Output the data that follows, keeping every line identical.

··· Dataset extract ···

//! Error types for repository operations.
//!
//! Every variant carries an [`ErrorContext`] naming the operation and entity
//! involved so that log lines and HTTP error details can point at the row
//! that caused the failure.

use std::fmt;

/// Result type for repository operations
pub type RepositoryResult<T> = Result<T, RepositoryError>;

/// Structured context for repository errors.
#[derive(Debug, Clone, Default, PartialEq, Eq)]
pub struct ErrorContext {
    /// The operation being performed (e.g., "create_course", "fetch_school_structure")
    pub operation: Option<String>,
    /// The entity type involved (e.g., "school", "course", "room")
    pub entity: Option<String>,
    /// The entity ID if applicable
    pub entity_id: Option<String>,
    /// Additional details about the error
    pub details: Option<String>,
    /// Whether this error is retryable
    pub retryable: bool,
}

impl ErrorContext {
    /// Create a new error context with an operation name.
    pub fn new(operation: impl Into<String>) -> Self {
        Self {
            operation: Some(operation.into()),
            ..Default::default()
        }
    }

    pub fn with_entity(mut self, entity: impl Into<String>) -> Self {
        self.entity = Some(entity.into());
        self
    }

    pub fn with_entity_id(mut self, id: impl ToString) -> Self {
        self.entity_id = Some(id.to_string());
        self
    }

    pub fn with_details(mut self, details: impl Into<String>) -> Self {
        self.details = Some(details.into());
        self
    }

    /// Mark this error as retryable.
    pub fn retryable(mut self) -> Self {
        self.retryable = true;
        self
    }

    fn is_empty(&self) -> bool {
        self.operation.is_none()
            && self.entity.is_none()
            && self.entity_id.is_none()
            && self.details.is_none()
            && !self.retryable
    }
}

impl fmt::Display for ErrorContext {
    fn fmt(&self, f: &mut fmt::Formatter<'_>) -> fmt::Result {
        if self.is_empty() {
            return Ok(());
        }
        let mut parts = Vec::new();
        if let Some(ref op) = self.operation {
            parts.push(format!("operation={}", op));
        }
        if let Some(ref entity) = self.entity {
            parts.push(format!("entity={}", entity));
        }
        if let Some(ref id) = self.entity_id {
            parts.push(format!("id={}", id));
        }
        if let Some(ref details) = self.details {
            parts.push(format!("details={}", details));
        }
        if self.retryable {
            parts.push("retryable=true".to_string());
        }
        write!(f, " [{}]", parts.join(", "))
    }
}

/// Error type for repository operations
#[derive(Debug, thiserror::Error)]
pub enum RepositoryError {
    /// The storage backend is unreachable or unhealthy.
    #[error("Connection error: {message}{context}")]
    ConnectionError {
        message: String,
        context: ErrorContext,
    },

    /// Requested entity was not found.
    #[error("Not found: {message}{context}")]
    NotFound {
        message: String,
        context: ErrorContext,
    },

    /// Input or stored data failed validation.
    #[error("Data validation error: {message}{context}")]
    ValidationError {
        message: String,
        context: ErrorContext,
    },

    /// Configuration or initialization error.
    #[error("Configuration error: {message}{context}")]
    ConfigurationError {
        message: String,
        context: ErrorContext,
    },

}

impl RepositoryError {
    pub fn connection(message: impl Into<String>) -> Self {
        Self::ConnectionError {
            message: message.into(),
            context: ErrorContext::default().retryable(),
        }
    }

    pub fn not_found(message: impl Into<String>) -> Self {
        Self::NotFound {
            message: message.into(),
            context: ErrorContext::default(),
        }
    }

    pub fn not_found_with_context(message: impl Into<String>, context: ErrorContext) -> Self {
        Self::NotFound {
            message: message.into(),
            context,
        }
    }

    pub fn validation(message: impl Into<String>) -> Self {
        Self::ValidationError {
            message: message.into(),
            context: ErrorContext::default(),
        }
    }

    pub fn validation_with_context(message: impl Into<String>, context: ErrorContext) -> Self {
        Self::ValidationError {
            message: message.into(),
            context,
        }
    }

    pub fn configuration(message: impl Into<String>) -> Self {
        Self::ConfigurationError {
            message: message.into(),
            context: ErrorContext::default(),
        }
    }

    /// Whether the caller may try again later, e.g. after the storage backend
    /// recovers. Nothing in the crate retries on its own.
    pub fn is_retryable(&self) -> bool {
        self.context().retryable
    }

    /// The bare message, without the context suffix.
    pub fn message(&self) -> &str {
        match self {
            Self::ConnectionError { message, .. }
            | Self::NotFound { message, .. }
            | Self::ValidationError { message, .. }
            | Self::ConfigurationError { message, .. } => message,
        }
    }

    pub fn context(&self) -> &ErrorContext {
        match self {
            Self::ConnectionError { context, .. }
            | Self::NotFound { context, .. }
            | Self::ValidationError { context, .. }
            | Self::ConfigurationError { context, .. } => context,
        }
    }

    /// Add or update the operation in the error context.
    pub fn with_operation(mut self, operation: impl Into<String>) -> Self {
        match &mut self {
            Self::ConnectionError { context, .. }
            | Self::NotFound { context, .. }
            | Self::ValidationError { context, .. }
            | Self::ConfigurationError { context, .. } => {
                context.operation = Some(operation.into());
            }
        }
        self
    }
}

#[cfg(test)]
mod tests {
    use super::*;

    #[test]
    fn test_display_without_context() {
        let err = RepositoryError::not_found("School 3 not found");
        assert_eq!(err.to_string(), "Not found: School 3 not found");
    }

    #[test]
    fn test_display_with_context() {
        let err = RepositoryError::not_found_with_context(
            "Course 9 not found",
            ErrorContext::new("create_room")
                .with_entity("course")
                .with_entity_id(9),
        );
        assert_eq!(
            err.to_string(),
            "Not found: Course 9 not found [operation=create_room, entity=course, id=9]"
        );
        assert_eq!(err.message(), "Course 9 not found");
    }

    #[test]
    fn test_connection_errors_are_retryable() {
        assert!(RepositoryError::connection("down").is_retryable());
        assert!(!RepositoryError::validation("bad").is_retryable());
    }

    #[test]
    fn test_with_operation() {
        let err = RepositoryError::configuration("oops").with_operation("list_rooms");
        assert_eq!(err.context().operation.as_deref(), Some("list_rooms"));
    }
}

···

| Written response |
//! Error types for repository operations.
//!
//! Every variant carries an [`ErrorContext`] naming the operation and entity
//! involved so that log lines and HTTP error details can point at the row
//! that caused the failure.

use std::fmt;

/// Result type for repository operations
pub type RepositoryResult<T> = Result<T, RepositoryError>;

/// Structured context for repository errors.
#[derive(Debug, Clone, Default, PartialEq, Eq)]
pub struct ErrorContext {
    /// The operation being performed (e.g., "create_course", "fetch_school_structure")
    pub operation: Option<String>,
    /// The entity type involved (e.g., "school", "course", "room")
    pub entity: Option<String>,
    /// The entity ID if applicable
    pub entity_id: Option<String>,
    /// Additional details about the error
    pub details: Option<String>,
    /// Whether this error is retryable
    pub retryable: bool,
}

impl ErrorContext {
    /// Create a new error context with an operation name.
    pub fn new(operation: impl Into<String>) -> Self {
        Self {
            operation: Some(operation.into()),
            ..Default::default()
        }
    }

    pub fn with_entity(mut self, entity: impl Into<String>) -> Self {
        self.entity = Some(entity.into());
        self
    }

    pub fn with_entity_id(mut self, id: impl ToString) -> Self {
        self.entity_id = Some(id.to_string());
        self
    }

    pub fn with_details(mut self, details: impl Into<String>) -> Self {
        self.details = Some(details.into());
        self
    }

    /// Mark this error as retryable.
    pub fn retryable(mut self) -> Self {
        self.retryable = true;
        self
    }

    fn is_empty(&self) -> bool {
        self.operation.is_none()
            && self.entity.is_none()
            && self.entity_id.is_none()
            && self.details.is_none()
            && !self.retryable
    }
}

impl fmt::Display for ErrorContext {
    fn fmt(&self, f: &mut fmt::Formatter<'_>) -> fmt::Result {
        if self.is_empty() {
            return Ok(());
        }
        let mut parts = Vec::new();
        if let Some(ref op) = self.operation {
            parts.push(format!("operation={}", op));
        }
        if let Some(ref entity) = self.entity {
            parts.push(format!("entity={}", entity));
        }
        if let Some(ref id) = self.entity_id {
            parts.push(format!("id={}", id));
        }
        if let Some(ref details) = self.details {
            parts.push(format!("details={}", details));
        }
        if self.retryable {
            parts.push("retryable=true".to_string());
        }
        write!(f, " [{}]", parts.join(", "))
    }
}

/// Error type for repository operations
#[derive(Debug, thiserror::Error)]
pub enum RepositoryError {
    /// The storage backend is unreachable or unhealthy.
    #[error("Connection error: {message}{context}")]
    ConnectionError {
        message: String,
        context: ErrorContext,
    },

    /// Requested entity was not found.
    #[error("Not found: {message}{context}")]
    NotFound {
        message: String,
        context: ErrorContext,
    },

    /// Input or stored data failed validation.
    #[error("Data validation error: {message}{context}")]
    ValidationError {
        message: String,
        context: ErrorContext,
    },

    /// Configuration or initialization error.
    #[error("Configuration error: {message}{context}")]
    ConfigurationError {
        message: String,
        context: ErrorContext,
    },

}

impl RepositoryError {
    pub fn connection(message: impl Into<String>) -> Self {
        Self::ConnectionError {
            message: message.into(),
            context: ErrorContext::default().retryable(),
        }
    }

    pub fn not_found(message: impl Into<String>) -> Self {
        Self::NotFound {
            message: message.into(),
            context: ErrorContext::default(),
        }
    }

    pub fn not_found_with_context(message: impl Into<String>, context: ErrorContext) -> Self {
        Self::NotFound {
            message: message.into(),
            context,
        }
    }

    pub fn validation(message: impl Into<String>) -> Self {
        Self::ValidationError {
            message: message.into(),
            context: ErrorContext::default(),
        }
    }

    pub fn validation_with_context(message: impl Into<String>, context: ErrorContext) -> Self {
        Self::ValidationError {
            message: message.into(),
            context,
        }
    }

    pub fn configuration(message: impl Into<String>) -> Self {
        Self::ConfigurationError {
            message: message.into(),
            context: ErrorContext::default(),
        }
    }

    /// Whether the caller may try again later, e.g. after the storage backend
    /// recovers. Nothing in the crate retries on its own.
    pub fn is_retryable(&self) -> bool {
        self.context().retryable
    }

    /// The bare message, without the context suffix.
    pub fn message(&self) -> &str {
        match self {
            Self::ConnectionError { message, .. }
            | Self::NotFound { message, .. }
            | Self::ValidationError { message, .. }
            | Self::ConfigurationError { message, .. } => message,
        }
    }

    pub fn context(&self) -> &ErrorContext {
        match self {
            Self::ConnectionError { context, .. }
            | Self::NotFound { context, .. }
            | Self::ValidationError { context, .. }
            | Self::ConfigurationError { context, .. } => context,
        }
    }

    /// Add or update the operation in the error context.
    pub fn with_operation(mut self, operation: impl Into<String>) -> Self {
        match &mut self {
            Self::ConnectionError { context, .. }
            | Self::NotFound { context, .. }
            | Self::ValidationError { context, .. }
            | Self::ConfigurationError { context, .. } => {
                context.operation = Some(operation.into());
            }
        }
        self
    }
}

#[cfg(test)]
mod tests {
    use super::*;

    #[test]
    fn test_display_without_context() {
        let err = RepositoryError::not_found("School 3 not found");
        assert_eq!(err.to_string(), "Not found: School 3 not found");
    }

    #[test]
    fn test_display_with_context() {
        let err = RepositoryError::not_found_with_context(
            "Course 9 not found",
            ErrorContext::new("create_room")
                .with_entity("course")
                .with_entity_id(9),
        );
        assert_eq!(
            err.to_string(),
            "Not found: Course 9 not found [operation=create_room, entity=course, id=9]"
        );
        assert_eq!(err.message(), "Course 9 not found");
    }

    #[test]
    fn test_connection_errors_are_retryable() {
        assert!(RepositoryError::connection("down").is_retryable());
        assert!(!RepositoryError::validation("bad").is_retryable());
    }

    #[test]
    fn test_with_operation() {
        let err = RepositoryError::configuration("oops").with_operation("list_rooms");
        assert_eq!(err.context().operation.as_deref(), Some("list_rooms"));
    }
}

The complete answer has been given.